(Items listed in a dataset)

- - - - - - -

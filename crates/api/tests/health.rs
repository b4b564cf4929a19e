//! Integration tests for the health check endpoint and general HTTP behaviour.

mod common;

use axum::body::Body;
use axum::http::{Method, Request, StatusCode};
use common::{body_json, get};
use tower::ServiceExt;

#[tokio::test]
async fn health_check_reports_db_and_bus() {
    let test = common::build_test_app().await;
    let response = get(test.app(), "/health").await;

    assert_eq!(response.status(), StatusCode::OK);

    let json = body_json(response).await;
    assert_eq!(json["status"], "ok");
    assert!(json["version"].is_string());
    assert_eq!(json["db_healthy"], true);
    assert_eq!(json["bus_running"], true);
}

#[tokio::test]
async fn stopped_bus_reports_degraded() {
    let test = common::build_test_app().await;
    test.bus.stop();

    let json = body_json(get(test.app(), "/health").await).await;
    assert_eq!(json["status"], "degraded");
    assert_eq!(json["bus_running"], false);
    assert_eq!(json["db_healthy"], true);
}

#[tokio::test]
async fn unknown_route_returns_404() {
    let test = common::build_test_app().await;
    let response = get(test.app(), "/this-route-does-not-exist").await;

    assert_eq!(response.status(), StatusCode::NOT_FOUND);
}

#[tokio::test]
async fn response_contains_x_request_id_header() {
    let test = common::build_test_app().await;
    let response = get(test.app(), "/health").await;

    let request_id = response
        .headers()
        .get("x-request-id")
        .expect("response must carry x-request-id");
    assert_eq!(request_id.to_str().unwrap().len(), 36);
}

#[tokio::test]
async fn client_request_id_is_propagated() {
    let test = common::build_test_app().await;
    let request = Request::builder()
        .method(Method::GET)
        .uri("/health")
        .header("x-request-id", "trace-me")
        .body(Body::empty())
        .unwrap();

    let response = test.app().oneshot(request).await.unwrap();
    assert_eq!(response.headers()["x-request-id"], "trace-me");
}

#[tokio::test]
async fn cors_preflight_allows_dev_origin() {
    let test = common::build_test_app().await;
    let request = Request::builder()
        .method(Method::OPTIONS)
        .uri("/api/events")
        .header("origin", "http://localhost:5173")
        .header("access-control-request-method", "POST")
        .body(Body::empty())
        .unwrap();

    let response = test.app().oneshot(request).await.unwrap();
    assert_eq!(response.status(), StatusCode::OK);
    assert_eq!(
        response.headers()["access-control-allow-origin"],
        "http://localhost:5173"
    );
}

- - - - - - -

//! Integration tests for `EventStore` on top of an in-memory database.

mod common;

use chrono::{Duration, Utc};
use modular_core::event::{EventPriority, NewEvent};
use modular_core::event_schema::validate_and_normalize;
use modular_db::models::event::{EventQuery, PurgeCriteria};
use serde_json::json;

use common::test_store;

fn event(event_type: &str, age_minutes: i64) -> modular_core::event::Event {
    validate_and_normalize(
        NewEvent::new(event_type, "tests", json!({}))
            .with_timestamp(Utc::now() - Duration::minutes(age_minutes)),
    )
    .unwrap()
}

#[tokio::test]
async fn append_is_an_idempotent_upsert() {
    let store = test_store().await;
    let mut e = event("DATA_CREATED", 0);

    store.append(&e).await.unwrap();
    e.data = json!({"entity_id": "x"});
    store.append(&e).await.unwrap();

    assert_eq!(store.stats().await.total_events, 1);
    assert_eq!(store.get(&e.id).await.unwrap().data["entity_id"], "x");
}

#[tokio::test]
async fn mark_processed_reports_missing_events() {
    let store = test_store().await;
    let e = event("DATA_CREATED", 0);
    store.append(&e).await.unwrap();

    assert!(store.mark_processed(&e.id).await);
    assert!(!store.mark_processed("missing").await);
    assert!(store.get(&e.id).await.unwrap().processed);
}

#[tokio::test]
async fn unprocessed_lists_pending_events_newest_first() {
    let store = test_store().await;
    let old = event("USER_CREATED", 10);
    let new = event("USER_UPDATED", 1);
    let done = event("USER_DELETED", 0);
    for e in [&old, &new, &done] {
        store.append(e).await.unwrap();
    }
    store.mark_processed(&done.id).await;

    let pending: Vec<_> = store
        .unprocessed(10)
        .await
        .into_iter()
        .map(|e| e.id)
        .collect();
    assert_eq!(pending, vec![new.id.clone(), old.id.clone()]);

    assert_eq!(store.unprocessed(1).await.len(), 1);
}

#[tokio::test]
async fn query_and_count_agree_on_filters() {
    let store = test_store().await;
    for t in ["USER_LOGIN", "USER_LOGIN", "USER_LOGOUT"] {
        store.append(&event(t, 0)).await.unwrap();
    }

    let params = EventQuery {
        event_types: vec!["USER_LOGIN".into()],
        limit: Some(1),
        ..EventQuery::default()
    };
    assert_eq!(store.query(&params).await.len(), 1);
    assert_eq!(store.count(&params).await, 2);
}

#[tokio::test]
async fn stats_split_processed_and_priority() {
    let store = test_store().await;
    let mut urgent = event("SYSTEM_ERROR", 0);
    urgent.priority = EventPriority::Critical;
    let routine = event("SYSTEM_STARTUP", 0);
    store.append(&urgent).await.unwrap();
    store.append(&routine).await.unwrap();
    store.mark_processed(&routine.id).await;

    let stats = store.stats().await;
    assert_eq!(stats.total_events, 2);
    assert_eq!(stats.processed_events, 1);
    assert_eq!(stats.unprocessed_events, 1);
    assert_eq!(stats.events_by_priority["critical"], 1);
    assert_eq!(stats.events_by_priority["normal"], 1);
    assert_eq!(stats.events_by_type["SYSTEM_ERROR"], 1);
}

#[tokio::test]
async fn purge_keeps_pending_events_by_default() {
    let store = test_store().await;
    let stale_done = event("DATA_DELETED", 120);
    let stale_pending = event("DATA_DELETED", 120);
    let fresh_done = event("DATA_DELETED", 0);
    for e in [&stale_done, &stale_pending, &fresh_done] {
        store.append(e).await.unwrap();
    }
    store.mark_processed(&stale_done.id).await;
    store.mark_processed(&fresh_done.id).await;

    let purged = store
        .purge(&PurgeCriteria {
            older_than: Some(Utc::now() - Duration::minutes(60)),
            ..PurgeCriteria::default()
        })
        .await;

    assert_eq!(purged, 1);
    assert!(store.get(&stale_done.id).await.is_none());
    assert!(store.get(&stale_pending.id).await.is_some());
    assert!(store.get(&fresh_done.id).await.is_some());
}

- - - - - - -

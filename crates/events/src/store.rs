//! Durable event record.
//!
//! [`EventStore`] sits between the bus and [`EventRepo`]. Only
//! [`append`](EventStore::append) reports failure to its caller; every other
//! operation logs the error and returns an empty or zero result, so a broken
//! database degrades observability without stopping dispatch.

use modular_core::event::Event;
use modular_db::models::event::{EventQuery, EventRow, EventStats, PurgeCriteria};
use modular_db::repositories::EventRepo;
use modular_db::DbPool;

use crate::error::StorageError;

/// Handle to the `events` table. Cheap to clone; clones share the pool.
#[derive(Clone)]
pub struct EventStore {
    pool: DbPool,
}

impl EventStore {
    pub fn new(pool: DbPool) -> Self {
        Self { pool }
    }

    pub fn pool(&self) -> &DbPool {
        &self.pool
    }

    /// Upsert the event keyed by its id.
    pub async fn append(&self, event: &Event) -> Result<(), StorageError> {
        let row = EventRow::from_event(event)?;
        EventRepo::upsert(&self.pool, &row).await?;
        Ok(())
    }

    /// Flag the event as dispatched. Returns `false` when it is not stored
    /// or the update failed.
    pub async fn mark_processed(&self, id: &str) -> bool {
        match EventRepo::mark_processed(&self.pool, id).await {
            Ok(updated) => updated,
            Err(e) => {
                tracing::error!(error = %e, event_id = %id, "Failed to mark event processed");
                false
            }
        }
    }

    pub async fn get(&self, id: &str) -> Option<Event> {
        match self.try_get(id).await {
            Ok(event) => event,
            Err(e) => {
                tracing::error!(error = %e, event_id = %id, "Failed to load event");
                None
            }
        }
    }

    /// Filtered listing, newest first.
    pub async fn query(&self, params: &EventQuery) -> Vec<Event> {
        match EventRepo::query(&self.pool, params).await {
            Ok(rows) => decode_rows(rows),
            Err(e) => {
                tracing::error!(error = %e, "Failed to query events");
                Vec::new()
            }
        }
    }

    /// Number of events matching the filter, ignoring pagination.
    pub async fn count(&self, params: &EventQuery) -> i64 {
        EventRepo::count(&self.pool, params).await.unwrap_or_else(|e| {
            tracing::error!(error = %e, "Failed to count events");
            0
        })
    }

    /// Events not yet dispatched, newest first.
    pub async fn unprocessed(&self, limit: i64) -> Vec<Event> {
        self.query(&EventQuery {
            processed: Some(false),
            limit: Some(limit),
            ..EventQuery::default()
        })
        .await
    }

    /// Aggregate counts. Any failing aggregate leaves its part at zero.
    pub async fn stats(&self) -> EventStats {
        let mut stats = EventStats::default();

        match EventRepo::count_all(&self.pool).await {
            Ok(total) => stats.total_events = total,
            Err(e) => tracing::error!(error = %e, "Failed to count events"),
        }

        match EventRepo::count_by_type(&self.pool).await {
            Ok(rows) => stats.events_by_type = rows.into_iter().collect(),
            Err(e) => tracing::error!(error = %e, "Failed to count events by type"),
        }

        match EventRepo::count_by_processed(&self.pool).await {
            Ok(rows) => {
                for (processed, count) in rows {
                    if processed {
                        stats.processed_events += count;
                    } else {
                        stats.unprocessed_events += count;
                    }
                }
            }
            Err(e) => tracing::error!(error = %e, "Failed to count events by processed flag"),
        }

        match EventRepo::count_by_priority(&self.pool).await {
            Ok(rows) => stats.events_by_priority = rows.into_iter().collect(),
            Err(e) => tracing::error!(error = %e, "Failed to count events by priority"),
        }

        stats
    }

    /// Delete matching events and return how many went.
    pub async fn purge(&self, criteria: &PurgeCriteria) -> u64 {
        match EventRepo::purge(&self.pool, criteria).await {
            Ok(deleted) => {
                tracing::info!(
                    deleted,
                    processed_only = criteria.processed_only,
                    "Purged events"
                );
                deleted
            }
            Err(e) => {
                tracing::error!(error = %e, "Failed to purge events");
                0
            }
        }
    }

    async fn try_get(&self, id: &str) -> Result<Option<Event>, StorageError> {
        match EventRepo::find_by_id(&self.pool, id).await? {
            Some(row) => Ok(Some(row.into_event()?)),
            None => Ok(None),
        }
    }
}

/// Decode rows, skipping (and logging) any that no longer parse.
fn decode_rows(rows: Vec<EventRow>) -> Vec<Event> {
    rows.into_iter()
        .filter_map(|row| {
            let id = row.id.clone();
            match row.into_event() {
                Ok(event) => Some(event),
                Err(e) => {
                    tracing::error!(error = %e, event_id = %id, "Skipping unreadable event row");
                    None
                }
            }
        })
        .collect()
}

- - - - - - -

◆ Instructions for the task ◆
Starting from the records above, copy each line where the string "collect" is found.

◆ Response for this exercise ◆
        .collect();
            Ok(rows) => stats.events_by_type = rows.into_iter().collect(),
            Ok(rows) => stats.events_by_priority = rows.into_iter().collect(),
        .collect()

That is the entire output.